TASK DESCRIPTION: Work out how many lines in the entries below include the word "equations", and give only that figure.

*** DATA TO USE Section Begins ***

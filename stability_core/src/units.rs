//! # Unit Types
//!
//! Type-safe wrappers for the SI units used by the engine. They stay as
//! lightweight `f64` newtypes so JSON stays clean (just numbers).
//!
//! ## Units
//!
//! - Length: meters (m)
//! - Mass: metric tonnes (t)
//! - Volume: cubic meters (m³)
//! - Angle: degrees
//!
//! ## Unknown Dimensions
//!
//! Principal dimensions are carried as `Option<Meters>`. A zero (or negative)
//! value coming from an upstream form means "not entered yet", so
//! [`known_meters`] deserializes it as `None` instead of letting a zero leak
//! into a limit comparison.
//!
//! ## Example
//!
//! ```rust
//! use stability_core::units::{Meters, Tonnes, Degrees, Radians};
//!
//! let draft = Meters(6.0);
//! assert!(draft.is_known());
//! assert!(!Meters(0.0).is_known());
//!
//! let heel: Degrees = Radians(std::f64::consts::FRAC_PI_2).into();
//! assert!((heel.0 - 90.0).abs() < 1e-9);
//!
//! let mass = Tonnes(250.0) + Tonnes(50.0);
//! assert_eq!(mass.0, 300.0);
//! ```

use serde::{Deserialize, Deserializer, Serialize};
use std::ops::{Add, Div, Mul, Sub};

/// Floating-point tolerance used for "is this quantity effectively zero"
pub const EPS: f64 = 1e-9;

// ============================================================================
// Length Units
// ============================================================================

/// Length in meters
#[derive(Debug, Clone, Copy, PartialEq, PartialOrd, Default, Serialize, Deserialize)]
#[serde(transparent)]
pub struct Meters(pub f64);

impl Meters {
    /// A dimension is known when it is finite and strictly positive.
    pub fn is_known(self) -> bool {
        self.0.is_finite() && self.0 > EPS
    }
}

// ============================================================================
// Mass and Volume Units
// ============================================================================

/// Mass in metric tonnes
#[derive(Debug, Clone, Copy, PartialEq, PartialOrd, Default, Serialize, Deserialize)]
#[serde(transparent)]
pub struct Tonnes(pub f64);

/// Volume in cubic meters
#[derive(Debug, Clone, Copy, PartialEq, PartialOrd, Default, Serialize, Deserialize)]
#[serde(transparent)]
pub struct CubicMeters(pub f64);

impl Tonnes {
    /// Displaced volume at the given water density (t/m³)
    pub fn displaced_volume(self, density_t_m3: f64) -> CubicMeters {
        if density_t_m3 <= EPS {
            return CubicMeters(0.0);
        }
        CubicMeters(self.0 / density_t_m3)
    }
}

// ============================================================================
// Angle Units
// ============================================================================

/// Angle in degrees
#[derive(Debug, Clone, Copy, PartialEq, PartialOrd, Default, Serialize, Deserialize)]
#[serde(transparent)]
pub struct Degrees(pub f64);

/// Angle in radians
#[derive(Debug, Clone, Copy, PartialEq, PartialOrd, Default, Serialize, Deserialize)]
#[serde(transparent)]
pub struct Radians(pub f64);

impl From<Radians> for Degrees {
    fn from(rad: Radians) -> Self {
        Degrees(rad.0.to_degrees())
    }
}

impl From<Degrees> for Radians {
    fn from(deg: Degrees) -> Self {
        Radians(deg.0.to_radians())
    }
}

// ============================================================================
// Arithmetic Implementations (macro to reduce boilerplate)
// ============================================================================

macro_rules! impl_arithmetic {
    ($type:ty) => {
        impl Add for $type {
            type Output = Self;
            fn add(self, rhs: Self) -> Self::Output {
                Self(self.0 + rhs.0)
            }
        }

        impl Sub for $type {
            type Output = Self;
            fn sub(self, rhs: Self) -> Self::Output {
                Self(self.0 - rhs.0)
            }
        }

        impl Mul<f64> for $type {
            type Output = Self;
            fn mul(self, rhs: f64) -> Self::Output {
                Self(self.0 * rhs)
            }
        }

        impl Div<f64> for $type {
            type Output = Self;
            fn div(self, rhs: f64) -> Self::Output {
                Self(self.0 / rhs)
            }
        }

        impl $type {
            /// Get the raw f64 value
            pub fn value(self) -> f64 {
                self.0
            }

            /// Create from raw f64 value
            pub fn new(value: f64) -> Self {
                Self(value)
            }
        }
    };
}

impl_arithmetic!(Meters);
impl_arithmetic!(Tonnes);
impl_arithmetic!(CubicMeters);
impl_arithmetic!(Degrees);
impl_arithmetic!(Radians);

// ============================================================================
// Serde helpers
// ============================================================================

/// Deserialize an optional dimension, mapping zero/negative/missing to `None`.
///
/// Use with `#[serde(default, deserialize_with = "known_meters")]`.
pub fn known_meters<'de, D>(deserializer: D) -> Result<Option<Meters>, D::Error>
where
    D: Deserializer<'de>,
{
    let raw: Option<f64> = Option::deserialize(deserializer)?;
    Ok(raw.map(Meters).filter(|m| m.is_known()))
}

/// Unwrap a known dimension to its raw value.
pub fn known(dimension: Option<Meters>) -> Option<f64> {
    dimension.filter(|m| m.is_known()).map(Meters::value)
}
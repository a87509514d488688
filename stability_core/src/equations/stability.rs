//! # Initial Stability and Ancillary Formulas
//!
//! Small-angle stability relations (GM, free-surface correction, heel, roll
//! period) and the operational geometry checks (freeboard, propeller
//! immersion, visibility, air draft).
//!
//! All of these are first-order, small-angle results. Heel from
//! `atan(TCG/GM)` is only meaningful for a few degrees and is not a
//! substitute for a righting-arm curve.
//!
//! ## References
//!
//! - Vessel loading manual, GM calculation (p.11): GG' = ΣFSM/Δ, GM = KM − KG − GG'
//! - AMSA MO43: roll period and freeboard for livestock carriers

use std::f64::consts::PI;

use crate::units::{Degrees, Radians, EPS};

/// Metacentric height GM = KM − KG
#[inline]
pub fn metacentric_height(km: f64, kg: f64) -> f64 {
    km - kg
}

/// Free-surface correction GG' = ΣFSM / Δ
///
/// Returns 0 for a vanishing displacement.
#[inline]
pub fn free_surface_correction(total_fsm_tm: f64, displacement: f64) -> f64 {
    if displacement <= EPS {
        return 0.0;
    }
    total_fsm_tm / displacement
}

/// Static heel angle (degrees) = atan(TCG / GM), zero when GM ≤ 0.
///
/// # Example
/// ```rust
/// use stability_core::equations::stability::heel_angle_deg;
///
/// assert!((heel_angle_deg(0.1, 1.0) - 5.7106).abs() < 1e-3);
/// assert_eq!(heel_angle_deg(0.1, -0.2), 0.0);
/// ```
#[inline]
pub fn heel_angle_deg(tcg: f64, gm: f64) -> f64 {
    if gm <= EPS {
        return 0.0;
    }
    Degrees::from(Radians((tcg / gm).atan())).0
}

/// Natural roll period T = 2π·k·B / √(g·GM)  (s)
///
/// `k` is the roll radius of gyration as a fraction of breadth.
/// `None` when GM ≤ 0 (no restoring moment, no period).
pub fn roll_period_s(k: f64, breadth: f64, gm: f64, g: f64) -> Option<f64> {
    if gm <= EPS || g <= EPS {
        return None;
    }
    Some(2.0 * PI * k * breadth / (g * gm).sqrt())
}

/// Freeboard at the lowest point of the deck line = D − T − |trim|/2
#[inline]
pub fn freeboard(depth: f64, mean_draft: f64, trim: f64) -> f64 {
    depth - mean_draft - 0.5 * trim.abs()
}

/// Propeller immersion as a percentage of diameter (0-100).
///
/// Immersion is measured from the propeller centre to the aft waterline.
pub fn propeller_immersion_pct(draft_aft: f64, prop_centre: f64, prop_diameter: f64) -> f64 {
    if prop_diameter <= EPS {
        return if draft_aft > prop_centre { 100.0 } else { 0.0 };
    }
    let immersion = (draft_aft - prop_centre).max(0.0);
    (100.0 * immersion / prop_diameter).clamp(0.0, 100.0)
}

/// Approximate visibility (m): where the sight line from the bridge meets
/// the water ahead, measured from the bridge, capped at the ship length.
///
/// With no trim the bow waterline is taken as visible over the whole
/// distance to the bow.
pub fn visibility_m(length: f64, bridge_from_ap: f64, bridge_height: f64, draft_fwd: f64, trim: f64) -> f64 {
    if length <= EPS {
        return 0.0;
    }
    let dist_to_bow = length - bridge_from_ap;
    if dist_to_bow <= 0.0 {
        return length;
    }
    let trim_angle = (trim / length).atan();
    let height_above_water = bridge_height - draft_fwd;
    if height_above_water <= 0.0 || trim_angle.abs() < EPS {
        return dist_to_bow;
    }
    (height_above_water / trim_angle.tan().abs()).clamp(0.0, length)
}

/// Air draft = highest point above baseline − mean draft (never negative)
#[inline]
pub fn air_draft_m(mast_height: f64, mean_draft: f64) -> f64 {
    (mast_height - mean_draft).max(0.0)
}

*** DATA TO USE Section Ends ***
*** DATA TO USE Section Begins ***

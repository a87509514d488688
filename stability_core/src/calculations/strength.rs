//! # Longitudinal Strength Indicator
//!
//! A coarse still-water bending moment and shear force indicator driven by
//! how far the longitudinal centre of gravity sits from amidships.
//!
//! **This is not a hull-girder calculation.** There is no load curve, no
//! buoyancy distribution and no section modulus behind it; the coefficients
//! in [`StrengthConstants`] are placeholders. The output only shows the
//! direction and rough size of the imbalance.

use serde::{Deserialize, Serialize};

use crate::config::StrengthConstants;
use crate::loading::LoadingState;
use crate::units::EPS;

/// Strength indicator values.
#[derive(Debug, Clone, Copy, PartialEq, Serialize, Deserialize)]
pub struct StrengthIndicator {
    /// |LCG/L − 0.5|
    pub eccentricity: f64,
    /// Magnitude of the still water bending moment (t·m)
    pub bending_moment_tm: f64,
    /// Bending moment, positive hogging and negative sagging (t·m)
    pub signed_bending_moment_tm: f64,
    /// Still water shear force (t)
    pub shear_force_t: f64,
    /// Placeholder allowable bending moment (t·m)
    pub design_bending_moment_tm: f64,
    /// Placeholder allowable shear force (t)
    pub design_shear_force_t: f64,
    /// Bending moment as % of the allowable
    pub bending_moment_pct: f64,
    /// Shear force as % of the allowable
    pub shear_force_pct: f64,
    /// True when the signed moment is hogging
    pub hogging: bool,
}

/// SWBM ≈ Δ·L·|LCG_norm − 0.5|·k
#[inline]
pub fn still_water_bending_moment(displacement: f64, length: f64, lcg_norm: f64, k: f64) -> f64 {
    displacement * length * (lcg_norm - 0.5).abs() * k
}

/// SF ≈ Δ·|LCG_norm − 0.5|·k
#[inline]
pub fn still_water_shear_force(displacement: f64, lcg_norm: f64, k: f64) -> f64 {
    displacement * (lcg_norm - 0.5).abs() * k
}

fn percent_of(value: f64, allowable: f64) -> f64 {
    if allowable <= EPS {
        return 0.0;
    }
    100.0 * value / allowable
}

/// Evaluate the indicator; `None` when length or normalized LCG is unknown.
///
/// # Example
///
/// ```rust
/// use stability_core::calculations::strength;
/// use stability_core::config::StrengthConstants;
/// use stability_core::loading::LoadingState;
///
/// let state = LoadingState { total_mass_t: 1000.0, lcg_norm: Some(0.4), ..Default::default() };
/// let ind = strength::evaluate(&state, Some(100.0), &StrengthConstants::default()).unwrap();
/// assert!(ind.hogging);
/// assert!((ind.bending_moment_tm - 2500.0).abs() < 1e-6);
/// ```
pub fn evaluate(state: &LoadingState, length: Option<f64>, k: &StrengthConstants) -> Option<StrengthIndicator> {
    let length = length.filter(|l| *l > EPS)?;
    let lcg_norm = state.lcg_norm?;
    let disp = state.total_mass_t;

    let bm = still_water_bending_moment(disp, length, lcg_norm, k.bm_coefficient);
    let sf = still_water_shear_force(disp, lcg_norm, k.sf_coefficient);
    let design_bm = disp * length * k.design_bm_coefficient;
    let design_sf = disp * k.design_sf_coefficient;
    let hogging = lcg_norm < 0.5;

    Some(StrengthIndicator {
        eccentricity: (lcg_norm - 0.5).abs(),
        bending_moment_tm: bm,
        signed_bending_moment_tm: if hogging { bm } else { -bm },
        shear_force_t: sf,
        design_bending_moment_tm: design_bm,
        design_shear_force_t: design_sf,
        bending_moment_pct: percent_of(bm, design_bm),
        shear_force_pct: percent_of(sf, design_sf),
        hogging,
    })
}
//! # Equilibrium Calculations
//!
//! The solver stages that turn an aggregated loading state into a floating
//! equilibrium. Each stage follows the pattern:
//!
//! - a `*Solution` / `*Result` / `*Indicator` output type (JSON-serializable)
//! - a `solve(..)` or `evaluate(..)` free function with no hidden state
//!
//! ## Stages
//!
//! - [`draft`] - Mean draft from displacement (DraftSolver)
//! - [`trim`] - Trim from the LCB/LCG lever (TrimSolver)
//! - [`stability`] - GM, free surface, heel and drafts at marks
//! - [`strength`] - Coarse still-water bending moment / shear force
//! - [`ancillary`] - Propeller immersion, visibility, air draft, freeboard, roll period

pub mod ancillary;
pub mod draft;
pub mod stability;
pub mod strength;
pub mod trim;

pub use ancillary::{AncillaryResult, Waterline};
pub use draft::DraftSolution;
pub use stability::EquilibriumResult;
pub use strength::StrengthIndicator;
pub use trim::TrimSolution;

*** DATA TO USE Section Ends ***
*** DATA TO USE Section Begins ***

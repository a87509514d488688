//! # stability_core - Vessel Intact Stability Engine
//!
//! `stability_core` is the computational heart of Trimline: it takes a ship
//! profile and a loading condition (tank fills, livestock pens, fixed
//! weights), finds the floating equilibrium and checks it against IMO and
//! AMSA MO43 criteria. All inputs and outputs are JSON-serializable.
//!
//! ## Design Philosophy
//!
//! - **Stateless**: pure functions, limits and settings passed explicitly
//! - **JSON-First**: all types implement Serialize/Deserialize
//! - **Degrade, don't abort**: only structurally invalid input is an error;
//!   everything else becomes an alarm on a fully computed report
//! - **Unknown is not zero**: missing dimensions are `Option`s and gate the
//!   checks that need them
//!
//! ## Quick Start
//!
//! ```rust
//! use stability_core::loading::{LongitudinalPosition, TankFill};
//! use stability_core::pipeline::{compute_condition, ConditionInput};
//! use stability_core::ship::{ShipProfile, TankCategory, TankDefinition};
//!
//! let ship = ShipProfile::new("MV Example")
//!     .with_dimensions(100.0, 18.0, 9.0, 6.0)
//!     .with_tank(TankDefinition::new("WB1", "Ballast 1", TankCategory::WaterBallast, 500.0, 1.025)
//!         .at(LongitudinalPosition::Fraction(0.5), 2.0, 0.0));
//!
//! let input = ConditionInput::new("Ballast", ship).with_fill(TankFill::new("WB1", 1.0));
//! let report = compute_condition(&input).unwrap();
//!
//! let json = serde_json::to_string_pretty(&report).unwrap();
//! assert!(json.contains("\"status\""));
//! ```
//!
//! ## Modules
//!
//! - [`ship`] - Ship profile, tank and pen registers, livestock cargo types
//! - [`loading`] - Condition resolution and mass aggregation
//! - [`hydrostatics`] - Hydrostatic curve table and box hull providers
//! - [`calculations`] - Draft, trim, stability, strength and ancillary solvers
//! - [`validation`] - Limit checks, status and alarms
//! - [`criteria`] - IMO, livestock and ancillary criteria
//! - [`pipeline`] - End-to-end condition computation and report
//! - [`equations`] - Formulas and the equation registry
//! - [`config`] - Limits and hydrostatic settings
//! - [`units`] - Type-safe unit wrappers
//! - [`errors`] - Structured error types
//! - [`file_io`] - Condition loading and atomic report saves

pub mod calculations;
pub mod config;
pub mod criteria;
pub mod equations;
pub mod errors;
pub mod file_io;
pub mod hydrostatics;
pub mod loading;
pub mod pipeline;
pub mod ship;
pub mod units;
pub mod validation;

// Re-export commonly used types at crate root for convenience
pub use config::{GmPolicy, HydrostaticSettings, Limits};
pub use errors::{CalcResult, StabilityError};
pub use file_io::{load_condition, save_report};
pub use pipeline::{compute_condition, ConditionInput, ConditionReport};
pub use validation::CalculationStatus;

*** DATA TO USE Section Ends ***

ANSWER TO THE EXERCISE: 4